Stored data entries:

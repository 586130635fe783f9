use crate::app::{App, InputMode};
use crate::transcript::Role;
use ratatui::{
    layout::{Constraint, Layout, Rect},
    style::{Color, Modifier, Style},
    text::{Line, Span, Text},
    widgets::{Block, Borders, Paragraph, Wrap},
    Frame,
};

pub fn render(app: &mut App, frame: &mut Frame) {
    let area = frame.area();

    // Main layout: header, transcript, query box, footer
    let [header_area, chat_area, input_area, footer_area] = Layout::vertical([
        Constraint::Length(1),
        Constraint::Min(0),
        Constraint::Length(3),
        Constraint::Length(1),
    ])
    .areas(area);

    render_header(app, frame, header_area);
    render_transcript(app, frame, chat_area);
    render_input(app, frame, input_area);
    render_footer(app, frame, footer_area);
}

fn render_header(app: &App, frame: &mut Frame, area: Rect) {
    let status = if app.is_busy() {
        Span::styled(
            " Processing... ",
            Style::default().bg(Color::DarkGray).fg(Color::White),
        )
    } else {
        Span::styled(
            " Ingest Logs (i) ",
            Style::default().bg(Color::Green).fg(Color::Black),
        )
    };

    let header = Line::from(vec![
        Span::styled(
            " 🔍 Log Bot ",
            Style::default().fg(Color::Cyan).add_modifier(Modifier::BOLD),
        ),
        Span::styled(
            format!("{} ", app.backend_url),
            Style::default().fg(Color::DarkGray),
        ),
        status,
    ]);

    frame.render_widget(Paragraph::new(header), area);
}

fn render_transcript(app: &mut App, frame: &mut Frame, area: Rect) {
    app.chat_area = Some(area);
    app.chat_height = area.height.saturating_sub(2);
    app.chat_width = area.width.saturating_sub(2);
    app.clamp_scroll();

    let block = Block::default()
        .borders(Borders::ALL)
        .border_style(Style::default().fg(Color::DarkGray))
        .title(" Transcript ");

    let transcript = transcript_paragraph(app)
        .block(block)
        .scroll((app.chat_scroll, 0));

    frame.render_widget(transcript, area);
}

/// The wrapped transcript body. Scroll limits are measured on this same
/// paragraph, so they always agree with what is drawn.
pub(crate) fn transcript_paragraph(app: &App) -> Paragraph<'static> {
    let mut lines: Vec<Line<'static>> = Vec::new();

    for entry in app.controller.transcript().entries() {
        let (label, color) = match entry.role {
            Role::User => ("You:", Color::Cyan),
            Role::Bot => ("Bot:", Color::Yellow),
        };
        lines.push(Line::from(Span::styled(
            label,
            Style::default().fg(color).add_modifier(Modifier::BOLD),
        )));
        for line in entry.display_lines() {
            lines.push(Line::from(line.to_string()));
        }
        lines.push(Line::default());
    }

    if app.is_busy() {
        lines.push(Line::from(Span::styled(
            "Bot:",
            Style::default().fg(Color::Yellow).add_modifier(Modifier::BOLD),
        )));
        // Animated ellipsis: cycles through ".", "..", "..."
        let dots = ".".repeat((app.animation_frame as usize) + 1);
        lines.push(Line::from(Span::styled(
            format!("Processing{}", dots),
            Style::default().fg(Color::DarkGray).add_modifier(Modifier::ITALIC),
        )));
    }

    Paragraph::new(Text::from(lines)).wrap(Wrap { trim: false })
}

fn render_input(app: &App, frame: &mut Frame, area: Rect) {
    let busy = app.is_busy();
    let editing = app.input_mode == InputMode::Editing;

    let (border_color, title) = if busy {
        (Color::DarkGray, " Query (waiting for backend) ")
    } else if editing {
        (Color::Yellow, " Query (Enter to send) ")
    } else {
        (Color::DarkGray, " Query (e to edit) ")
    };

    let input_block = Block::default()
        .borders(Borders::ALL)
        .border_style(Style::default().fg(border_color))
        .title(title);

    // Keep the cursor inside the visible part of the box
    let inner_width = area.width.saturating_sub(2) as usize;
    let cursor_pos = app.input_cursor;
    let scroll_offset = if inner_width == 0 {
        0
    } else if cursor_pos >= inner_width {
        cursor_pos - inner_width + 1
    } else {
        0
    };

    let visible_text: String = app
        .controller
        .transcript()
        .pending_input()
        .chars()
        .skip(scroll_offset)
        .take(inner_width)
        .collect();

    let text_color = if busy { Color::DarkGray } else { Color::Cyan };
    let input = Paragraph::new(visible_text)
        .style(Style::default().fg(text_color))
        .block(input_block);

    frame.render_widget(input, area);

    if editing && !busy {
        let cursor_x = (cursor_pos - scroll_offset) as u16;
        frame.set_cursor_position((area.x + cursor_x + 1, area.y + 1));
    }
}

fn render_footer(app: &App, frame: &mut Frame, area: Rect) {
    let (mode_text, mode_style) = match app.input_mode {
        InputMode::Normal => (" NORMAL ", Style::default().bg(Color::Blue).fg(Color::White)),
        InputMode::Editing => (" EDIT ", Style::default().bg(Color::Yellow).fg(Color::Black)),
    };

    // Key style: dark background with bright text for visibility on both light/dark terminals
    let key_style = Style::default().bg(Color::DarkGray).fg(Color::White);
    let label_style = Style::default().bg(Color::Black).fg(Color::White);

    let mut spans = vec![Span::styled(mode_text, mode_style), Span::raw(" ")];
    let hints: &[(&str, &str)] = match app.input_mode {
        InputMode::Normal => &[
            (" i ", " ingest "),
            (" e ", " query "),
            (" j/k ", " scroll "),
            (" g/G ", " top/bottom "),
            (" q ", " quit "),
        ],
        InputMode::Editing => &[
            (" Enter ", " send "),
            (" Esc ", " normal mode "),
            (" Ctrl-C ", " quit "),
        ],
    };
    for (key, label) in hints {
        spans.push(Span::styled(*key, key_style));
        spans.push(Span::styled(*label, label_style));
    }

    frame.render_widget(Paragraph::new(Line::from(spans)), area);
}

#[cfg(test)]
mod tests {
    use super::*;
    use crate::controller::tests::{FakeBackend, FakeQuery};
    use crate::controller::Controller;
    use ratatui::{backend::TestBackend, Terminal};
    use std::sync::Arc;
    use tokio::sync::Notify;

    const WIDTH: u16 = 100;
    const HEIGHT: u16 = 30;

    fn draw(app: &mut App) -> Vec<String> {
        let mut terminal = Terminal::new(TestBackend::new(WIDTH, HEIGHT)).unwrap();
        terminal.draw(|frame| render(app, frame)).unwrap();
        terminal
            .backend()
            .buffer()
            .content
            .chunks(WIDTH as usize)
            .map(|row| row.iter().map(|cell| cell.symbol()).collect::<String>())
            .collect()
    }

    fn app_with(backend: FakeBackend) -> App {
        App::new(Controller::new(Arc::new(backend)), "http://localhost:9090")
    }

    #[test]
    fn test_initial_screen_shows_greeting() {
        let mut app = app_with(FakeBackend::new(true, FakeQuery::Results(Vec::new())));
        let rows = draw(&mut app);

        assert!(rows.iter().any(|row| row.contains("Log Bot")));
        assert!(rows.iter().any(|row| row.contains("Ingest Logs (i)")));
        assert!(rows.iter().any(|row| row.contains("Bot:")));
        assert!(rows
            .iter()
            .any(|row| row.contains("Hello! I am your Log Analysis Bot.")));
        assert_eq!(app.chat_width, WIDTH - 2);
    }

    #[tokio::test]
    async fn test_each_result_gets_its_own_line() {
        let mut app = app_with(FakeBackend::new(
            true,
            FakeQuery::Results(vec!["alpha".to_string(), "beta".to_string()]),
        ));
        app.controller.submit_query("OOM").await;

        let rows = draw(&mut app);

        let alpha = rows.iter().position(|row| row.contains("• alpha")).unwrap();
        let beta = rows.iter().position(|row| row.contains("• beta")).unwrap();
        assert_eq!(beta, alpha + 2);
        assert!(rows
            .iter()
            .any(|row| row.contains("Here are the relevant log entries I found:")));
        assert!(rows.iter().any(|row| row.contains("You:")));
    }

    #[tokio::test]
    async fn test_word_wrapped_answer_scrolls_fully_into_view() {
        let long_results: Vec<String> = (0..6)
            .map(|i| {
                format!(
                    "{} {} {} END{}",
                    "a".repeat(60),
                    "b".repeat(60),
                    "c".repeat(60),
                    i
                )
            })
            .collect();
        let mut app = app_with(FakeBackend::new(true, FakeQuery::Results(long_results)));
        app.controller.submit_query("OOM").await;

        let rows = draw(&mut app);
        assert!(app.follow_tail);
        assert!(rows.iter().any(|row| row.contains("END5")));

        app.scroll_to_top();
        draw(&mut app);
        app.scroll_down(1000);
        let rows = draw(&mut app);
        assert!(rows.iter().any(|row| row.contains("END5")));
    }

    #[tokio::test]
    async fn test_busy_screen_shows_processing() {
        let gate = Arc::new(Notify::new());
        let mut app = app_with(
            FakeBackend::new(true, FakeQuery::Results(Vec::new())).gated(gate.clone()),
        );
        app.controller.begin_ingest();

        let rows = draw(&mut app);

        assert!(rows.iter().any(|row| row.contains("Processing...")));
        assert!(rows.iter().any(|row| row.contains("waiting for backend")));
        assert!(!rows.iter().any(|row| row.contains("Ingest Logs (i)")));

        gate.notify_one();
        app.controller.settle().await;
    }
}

Task item: Each line holding "Cyan" in the records should be copied out.

Reply:
            Style::default().fg(Color::Cyan).add_modifier(Modifier::BOLD),
            Role::User => ("You:", Color::Cyan),
    let text_color = if busy { Color::DarkGray } else { Color::Cyan };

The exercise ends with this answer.